The recent drought in Vietnam has brought hardship to many small farmers. Courtesy vnplus.

"I think we are just now going to be seeing COVID-19's impacts unfold in Africa and developing countries," said Christina Chan, climate resilience director at the World Resources Institute (WRI), a U.S.-based think-tank. “It is unfathomable how poor populations will manage and respond to the virus,” she asserted. And with epidemiologists predicting the coronavirus pandemic could last for months, Chan warned that Atlantic and Gulf island states are at risk both from the disease and the hurricane season that starts in June.

A similar scenario is already playing out in Vietnam, where the fertile Mekong Delta, famous for its rice and shrimp production, has battled severe drought and saltwater intrusion since late last year. Nearly 100,000 households face water shortages, about 40,000 hectares of cropland have been damaged with little sign of the crisis abating, according to the UN. Despite government schemes to provide water and sow rice earlier helping vulnerable farmers, the virus is now hiking pressure on scarce water resources as medical demands increase.

"The (Mekong) delta was under stress before COVID-19 came in,” said Caitlin Wiesen, the UN Development Programme representative in Vietnam. “There (is now) the issue of the lack of water for both food production ... as well as for personal consumption and hygiene," she said. Indeed, resurce experts have already flagged that the pandemic is likely to put stress on food production around the world. A recent UN paper said hunger and malnutrition levels were "already alarming" before the latest health crisis, which is "leading to instability in both local and global food markets, causing a disruption to food supply and availability".

University of Adelaide's Martin Cole, who chaired the UN report, spoke of potential disruption to farm labour and agricultural inputs like seeds at a critical time for planting. Although the immediate impact of COVID-19 has been in countries with a developed food supply chain and sophisticated health service, the big unknown is how this is going to impact less-developed regions, he added.

Traders affected by coronavirus implications offer oranges for sale in Nairobi. Courtesy Reuters/Njeri Mwang.

Traders affected by coronavirus implications offer oranges for sale in Nairobi. Courtesy Reuters/Njeri Mwang.

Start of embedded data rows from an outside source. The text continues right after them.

//! Multi-page SVG composition: page images plus positioned text overlays.
//!
//! The compositor consumes the placements computed by [`crate::layout`] and
//! emits a single self-contained SVG document. Per page it embeds the
//! rendered PNG as a base64 data URI and lays three text layers over it:
//!
//! 1. visible block text, positioned and sized from block geometry,
//! 2. an invisible duplicate of each block for text search and selection,
//! 3. one hidden whole-page node carrying the page text (truncated to the
//!    configured limit) so viewers that only search top-level nodes still
//!    find everything.
//!
//! A page whose PNG has gone missing still gets its full text layer — losing
//! an image must never lose the extracted text.
//!
//! In scroll mode with more than one page the document carries its own
//! navigation: two buttons and a small script that toggles page visibility.

use base64::engine::general_purpose::STANDARD as BASE64;
use base64::Engine;
use std::fmt::Write as _;
use tracing::{debug, warn};

use crate::config::{DisplayMode, ProcessConfig};
use crate::layout::{CanvasLayout, PageGeometry};
use crate::ocr::{OcrResult, PageImage, TextBlock};

/// Visible overlay font size bounds, in canvas pixels.
const MIN_FONT_SIZE: f64 = 8.0;
const MAX_FONT_SIZE: f64 = 24.0;

/// Escape a string for use in XML text content or attribute values.
fn xml_escape(s: &str) -> String {
    let mut out = String::with_capacity(s.len());
    for c in s.chars() {
        match c {
            '&' => out.push_str("&amp;"),
            '<' => out.push_str("&lt;"),
            '>' => out.push_str("&gt;"),
            '"' => out.push_str("&quot;"),
            '\'' => out.push_str("&apos;"),
            _ => out.push(c),
        }
    }
    out
}

/// Font size for a block: 80% of its displayed height, clamped.
fn block_font_size(display_height: f64) -> f64 {
    (display_height * 0.8).clamp(MIN_FONT_SIZE, MAX_FONT_SIZE)
}

/// Pass-through translation: tag the text with the target language.
///
/// Returns `None` when the block is already in the target language or has
/// nothing to translate. Swapping in a real translator changes only this
/// function.
fn translate_stub(block: &TextBlock, target: &str) -> Option<String> {
    if block.text.trim().is_empty() || block.language == target {
        return None;
    }
    Some(format!("[{target}] {}", block.text))
}

/// Builds the composed SVG document for one processed PDF.
pub struct SvgCompositor<'a> {
    config: &'a ProcessConfig,
}

impl<'a> SvgCompositor<'a> {
    pub fn new(config: &'a ProcessConfig) -> Self {
        Self { config }
    }

    /// Compose the full document.
    ///
    /// `pages`, `results` and `layout.pages` are parallel, in document order.
    pub fn compose(
        &self,
        pages: &[PageImage],
        results: &[OcrResult],
        layout: &CanvasLayout,
    ) -> String {
        let mut svg = String::new();
        let translate_attr = match &self.config.translate_to {
            Some(lang) => format!(" data-translate-to=\"{}\"", xml_escape(lang)),
            None => String::new(),
        };
        let _ = write!(
            svg,
            concat!(
                "<svg xmlns=\"http://www.w3.org/2000/svg\" ",
                "xmlns:xlink=\"http://www.w3.org/1999/xlink\" ",
                "width=\"{w}\" height=\"{h}\" viewBox=\"0 0 {w} {h}\" ",
                "data-display-mode=\"{mode}\"{translate}>\n"
            ),
            w = layout.width,
            h = layout.height,
            mode = layout.mode.as_str(),
            translate = translate_attr,
        );
        svg.push_str(self.stylesheet());

        let with_nav = layout.mode == DisplayMode::Scroll && pages.len() > 1;
        for ((page, result), geom) in pages.iter().zip(results).zip(&layout.pages) {
            self.compose_page(&mut svg, page, result, geom, with_nav);
        }

        if with_nav {
            self.compose_navigation(&mut svg, pages.len(), layout);
        }
        svg.push_str("</svg>\n");
        svg
    }

    fn stylesheet(&self) -> &'static str {
        if self.config.show_highlights {
            concat!(
                "<style>\n",
                ".block-box { fill: #ffd700; fill-opacity: 0; stroke: none; }\n",
                ".block-box:hover { fill-opacity: 0.25; }\n",
                ".block-text { fill: #1a1a1a; font-family: sans-serif; }\n",
                ".block-translation { fill: #00529b; font-family: sans-serif; font-style: italic; }\n",
                ".search-layer { fill: none; font-size: 1px; user-select: text; }\n",
                ".nav-button { fill: #333; cursor: pointer; }\n",
                ".nav-button:hover { fill: #555; }\n",
                ".nav-label { fill: #fff; font-family: sans-serif; pointer-events: none; }\n",
                "</style>\n"
            )
        } else {
            concat!(
                "<style>\n",
                ".block-text { fill: #1a1a1a; font-family: sans-serif; }\n",
                ".block-translation { fill: #00529b; font-family: sans-serif; font-style: italic; }\n",
                ".search-layer { fill: none; font-size: 1px; user-select: text; }\n",
                ".nav-button { fill: #333; cursor: pointer; }\n",
                ".nav-button:hover { fill: #555; }\n",
                ".nav-label { fill: #fff; font-family: sans-serif; pointer-events: none; }\n",
                "</style>\n"
            )
        }
    }

    fn compose_page(
        &self,
        svg: &mut String,
        page: &PageImage,
        result: &OcrResult,
        geom: &PageGeometry,
        with_nav: bool,
    ) {
        // In navigated scroll mode only the first page starts visible.
        let hidden = if with_nav && page.index > 0 {
            " style=\"display:none\""
        } else {
            ""
        };
        let _ = write!(
            svg,
            "<g class=\"page\" id=\"page-{n}\" data-page=\"{n}\"{hidden}>\n",
            n = page.index + 1,
        );

        match std::fs::read(&page.path) {
            Ok(bytes) => {
                let _ = write!(
                    svg,
                    concat!(
                        "<image x=\"{x}\" y=\"{y}\" width=\"{w}\" height=\"{h}\" ",
                        "href=\"data:image/png;base64,{data}\"/>\n"
                    ),
                    x = geom.x,
                    y = geom.y,
                    w = geom.width,
                    h = geom.height,
                    data = BASE64.encode(&bytes),
                );
            }
            Err(e) => {
                // Text layers below are emitted regardless.
                warn!(
                    page = page.index,
                    path = %page.path.display(),
                    "page image unreadable during composition: {e}"
                );
                let _ = write!(
                    svg,
                    concat!(
                        "<rect x=\"{x}\" y=\"{y}\" width=\"{w}\" height=\"{h}\" ",
                        "fill=\"#f5f5f5\" stroke=\"#cccccc\"/>\n"
                    ),
                    x = geom.x,
                    y = geom.y,
                    w = geom.width,
                    h = geom.height,
                );
            }
        }

        svg.push_str("<g class=\"text-layer\">\n");
        for block in &result.blocks {
            self.compose_block(svg, block, geom);
        }
        svg.push_str("</g>\n");

        // Whole-page search node, hidden but present in the DOM.
        let page_text: String = result.text.chars().take(self.config.search_text_limit).collect();
        if !page_text.is_empty() {
            let _ = write!(
                svg,
                "<text class=\"page-search\" display=\"none\" data-page=\"{n}\">{text}</text>\n",
                n = page.index + 1,
                text = xml_escape(&page_text),
            );
        }
        debug!(page = page.index, blocks = result.blocks.len(), "page composed");

        svg.push_str("</g>\n");
    }

    fn compose_block(&self, svg: &mut String, block: &TextBlock, geom: &PageGeometry) {
        let b = geom.transform_block(block);
        if b.text.trim().is_empty() {
            return;
        }
        let font_size = block_font_size(b.height);

        if self.config.show_highlights {
            let _ = write!(
                svg,
                concat!(
                    "<rect class=\"block-box\" x=\"{x}\" y=\"{y}\" ",
                    "width=\"{w}\" height=\"{h}\">",
                    "<title>confidence: {conf:.2}</title></rect>\n"
                ),
                x = b.x,
                y = b.y,
                w = b.width,
                h = b.height,
                conf = b.confidence,
            );
        }

        // Baseline sits roughly at the visual centre of the block.
        let baseline = b.y + (b.height + font_size * 0.7) / 2.0;
        let _ = write!(
            svg,
            "<text class=\"block-text\" x=\"{x}\" y=\"{y}\" font-size=\"{size:.1}\" textLength=\"{len}\" lengthAdjust=\"spacingAndGlyphs\">{text}</text>\n",
            x = b.x,
            y = baseline,
            size = font_size,
            len = b.width,
            text = xml_escape(&b.text),
        );

        if let Some(target) = &self.config.translate_to {
            if let Some(translated) = translate_stub(&b, target) {
                let _ = write!(
                    svg,
                    "<text class=\"block-translation\" x=\"{x}\" y=\"{y}\" font-size=\"{size:.1}\">{text}</text>\n",
                    x = b.x,
                    y = baseline + font_size,
                    size = (font_size * 0.85).max(MIN_FONT_SIZE),
                    text = xml_escape(&translated),
                );
            }
        }

        // Invisible duplicate so the text stays searchable and selectable
        // even where the visible run is covered or scaled away.
        let _ = write!(
            svg,
            "<text class=\"search-layer\" x=\"{x}\" y=\"{y}\">{text}</text>\n",
            x = b.x,
            y = b.y + b.height,
            text = xml_escape(&b.text),
        );
    }

    fn compose_navigation(&self, svg: &mut String, page_count: usize, layout: &CanvasLayout) {
        let y = layout.height - 40.0;
        let _ = write!(
            svg,
            concat!(
                "<g class=\"nav\" id=\"nav\">\n",
                "<rect class=\"nav-button\" x=\"10\" y=\"{y}\" width=\"80\" height=\"30\" rx=\"4\" onclick=\"showPage(-1)\"/>\n",
                "<text class=\"nav-label\" x=\"50\" y=\"{ty}\" text-anchor=\"middle\">Prev</text>\n",
                "<rect class=\"nav-button\" x=\"100\" y=\"{y}\" width=\"80\" height=\"30\" rx=\"4\" onclick=\"showPage(1)\"/>\n",
                "<text class=\"nav-label\" x=\"140\" y=\"{ty}\" text-anchor=\"middle\">Next</text>\n",
                "<text class=\"nav-counter\" id=\"nav-counter\" x=\"200\" y=\"{ty}\">1 / {count}</text>\n",
                "</g>\n"
            ),
            y = y,
            ty = y + 20.0,
            count = page_count,
        );
        let _ = write!(
            svg,
            concat!(
                "<script><![CDATA[\n",
                "var currentPage = 1;\n",
                "var totalPages = {count};\n",
                "function showPage(delta) {{\n",
                "  var next = currentPage + delta;\n",
                "  if (next < 1 || next > totalPages) return;\n",
                "  document.getElementById('page-' + currentPage).style.display = 'none';\n",
                "  document.getElementById('page-' + next).style.display = '';\n",
                "  currentPage = next;\n",
                "  document.getElementById('nav-counter').textContent = currentPage + ' / ' + totalPages;\n",
                "}}\n",
                "]]></script>\n"
            ),
            count = page_count,
        );
    }
}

Agricultural experts note that the virus is threatening families who already have little to eat and get about half their food from informal traders and markets. And in East Africa, an invasion of desert locusts has also ravaged crops and decimated pasture, threatening the livelihoods of millions of people. And this could cause food prices to triple or quadruple. Which would have a devastating impact on the purchasing capacity of households in those regions.

All these issues are "threat multipliers" because of their ability to aggravate existing tensions and problems and cause far-reaching impacts. And while there is no direct connection between climate change and the new coronavirus, there is "clear evidence that climate change is likely to exacerbate and potentially increase the likelihood of pandemics around the world", warned US-based Center for Climate and Security.

Furthermore, there is no doubt that the fast-moving coronavirus was "upending civilization", but dealing with it should not mean ditching goals to tackle climate change. As Charles Iceland, WRI's director of water initiatives, pointed out: "COVID will come and go at some point... Climate change is going to be with us permanently.”